È il primo rilascio dei risultati, cui seguiranno nei prossimi mesi successive iniziative, con la messa a disposizione di elaborati e di banche dati che consentiranno una ricognizione sulle dinamiche che l’agricoltura italiana ha registrato nell’ultimo decennio.

La dimensione media delle aziende agricole è aumentata a 11,1 ettari di superficie agricola utilizzata, contro i 7,9 ettari del 2010. Cresce seppur di poco il numero di società di persone, di capitale e cooperative; mentre l’azienda individuale o familiare registra un tracollo: -32%.

Aumenta il ricorso all’affitto del terreno. L’utilizzo della superficie agricola si sposta dalle pmi verso quelle di maggiori dimensioni: quasi il 50% della SAU è condotta da aziende con più di 50 ettari.

Si riducono fortemente le unità produttive attive nel settore delle coltivazioni legnose agrarie, in particolare agrumi (-38,3%), fruttiferi (-34,8%) e vite (-34,3%). Per tali attività si registra una riduzione anche delle superfici coltivate, limitata per la vite (-4,3%), ma più consistente per agrumi (-13,1%) e fruttiferi (-7,5%).

Tiene l’allevamento, con una flessione del numero di aziende attive limitata al 4,3% tra i due censimenti.

Le giornate di lavoro standard prestate nel settore agricolo registrano una riduzione del 14,6%, attestandosi nel 2020 a 214,1 milioni. Cambia tuttavia la composizione, con la forte riduzione della manodopera familiare e l’aumento di quella reperita sul mercato del lavoro che è aumentata del 37,5% tra i due censimenti e nel 2020 registra una quota del 32% sul totale.

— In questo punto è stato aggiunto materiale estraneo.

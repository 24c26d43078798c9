//! Error types surfaced by the race core.
//!
//! Illegal moves and moves after the race has finished are not errors: they are
//! dropped where they arrive. The types here cover caller contract violations
//! (bad dimensions, bad config) and malformed data crossing the sync boundary.

use std::io;
use std::path::PathBuf;

use thiserror::Error;

use crate::types::{PlayerId, Pos};

#[derive(Debug, Error, Clone, PartialEq, Eq)]
pub enum MazeError {
    #[error("maze dimensions must be non-zero, got {width}x{height}")]
    EmptyDimensions { width: usize, height: usize },
    #[error("maze of {width}x{height} cells exceeds the addressable grid")]
    TooLarge { width: usize, height: usize },
    #[error("maze rows have inconsistent lengths")]
    RaggedGrid,
    #[error("cell at row {row}, column {column} reports position {reported}")]
    CellOutOfPlace { row: usize, column: usize, reported: Pos },
    #[error("wall between {a} and {b} is open on one side only")]
    AsymmetricWall { a: Pos, b: Pos },
    #[error("maze must have exactly one exit cell, found {0}")]
    ExitCount(usize),
}

#[derive(Debug, Error, Clone, PartialEq, Eq)]
pub enum StateError {
    #[error(transparent)]
    Maze(#[from] MazeError),
    #[error("player {id} is outside the maze at {pos}")]
    PlayerOutOfBounds { id: PlayerId, pos: Pos },
    #[error("player {0} appears more than once in the roster")]
    DuplicatePlayer(PlayerId),
}

#[derive(Debug, Error)]
pub enum SyncError {
    #[error("failed to decode sync frame: {0}")]
    Decode(#[source] serde_json::Error),
    #[error("failed to encode sync frame: {0}")]
    Encode(#[source] serde_json::Error),
}

#[derive(Debug, Error)]
pub enum ConfigError {
    #[error("failed to read config file {}: {source}", path.display())]
    Io {
        path: PathBuf,
        #[source]
        source: io::Error,
    },
    #[error("failed to parse config: {0}")]
    Parse(#[from] toml::de::Error),
    #[error("invalid config: {0}")]
    Invalid(String),
}

#[derive(Debug, Error)]
pub enum SessionError {
    #[error(transparent)]
    Config(#[from] ConfigError),
    #[error(transparent)]
    Maze(#[from] MazeError),
}
//! Randomized depth-first backtracker over the cell arena.

use tracing::debug;

use crate::error::MazeError;
use crate::seed::RandomSource;
use crate::types::{Direction, Pos};

use super::grid::{cell_index, neighbor_index, pos_of};
use super::model::{Cell, Maze};

pub struct MazeGenerator {
    width: usize,
    height: usize,
}

impl MazeGenerator {
    pub fn new(width: usize, height: usize) -> Result<Self, MazeError> {
        if width == 0 || height == 0 {
            return Err(MazeError::EmptyDimensions { width, height });
        }
        let fits_coordinates = i32::try_from(width).is_ok() && i32::try_from(height).is_ok();
        if !fits_coordinates || width.checked_mul(height).is_none() {
            return Err(MazeError::TooLarge { width, height });
        }
        Ok(Self { width, height })
    }

    pub fn generate<R: RandomSource + ?Sized>(&self, rng: &mut R) -> Maze {
        let mut cells: Vec<Cell> = (0..self.width * self.height)
            .map(|index| Cell::closed(pos_of(self.width, index)))
            .collect();

        let mut stack = Vec::new();
        let mut candidates: Vec<(Direction, usize)> = Vec::with_capacity(4);
        let mut current = 0_usize;
        cells[current].visited = true;

        loop {
            candidates.clear();
            let here = cells[current].pos;
            for direction in Direction::ALL {
                if let Some(index) = neighbor_index(self.width, self.height, here, direction)
                    && !cells[index].visited
                {
                    candidates.push((direction, index));
                }
            }

            if !candidates.is_empty() {
                let (direction, next) = candidates[rng.pick(candidates.len())];
                stack.push(current);
                cells[current].walls.open(direction);
                cells[next].walls.open(direction.opposite());
                cells[next].visited = true;
                current = next;
            } else if let Some(previous) = stack.pop() {
                current = previous;
            } else {
                break;
            }
        }

        let exit = cell_index(self.width, Pos::new(self.width as i32 - 1, self.height as i32 - 1));
        cells[exit].is_exit = true;

        debug!(width = self.width, height = self.height, "maze generated");
        Maze::from_cells(self.width, self.height, cells)
    }
}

Istat conferma la scarsa propensione dei giovani italiani a dedicarsi al settore agricolo. La presenza di capi azienda nelle fasce di età minori (fino a 44 anni) è passata dal 17,6% del 2010 al 13% del 2020.

Infine, vari indicatori dimostrano un’evoluzione virtuosa del sistema agricolo nazionale: aumentano il livello di istruzione, le attività connesse (agriturismo e produzione di energie rinnovabili) e le aziende che ricorrono a digitale e attrezzature informatiche (la cui quota sul totale è passata dal 3,8% del 2010 al 15,8% del 2020).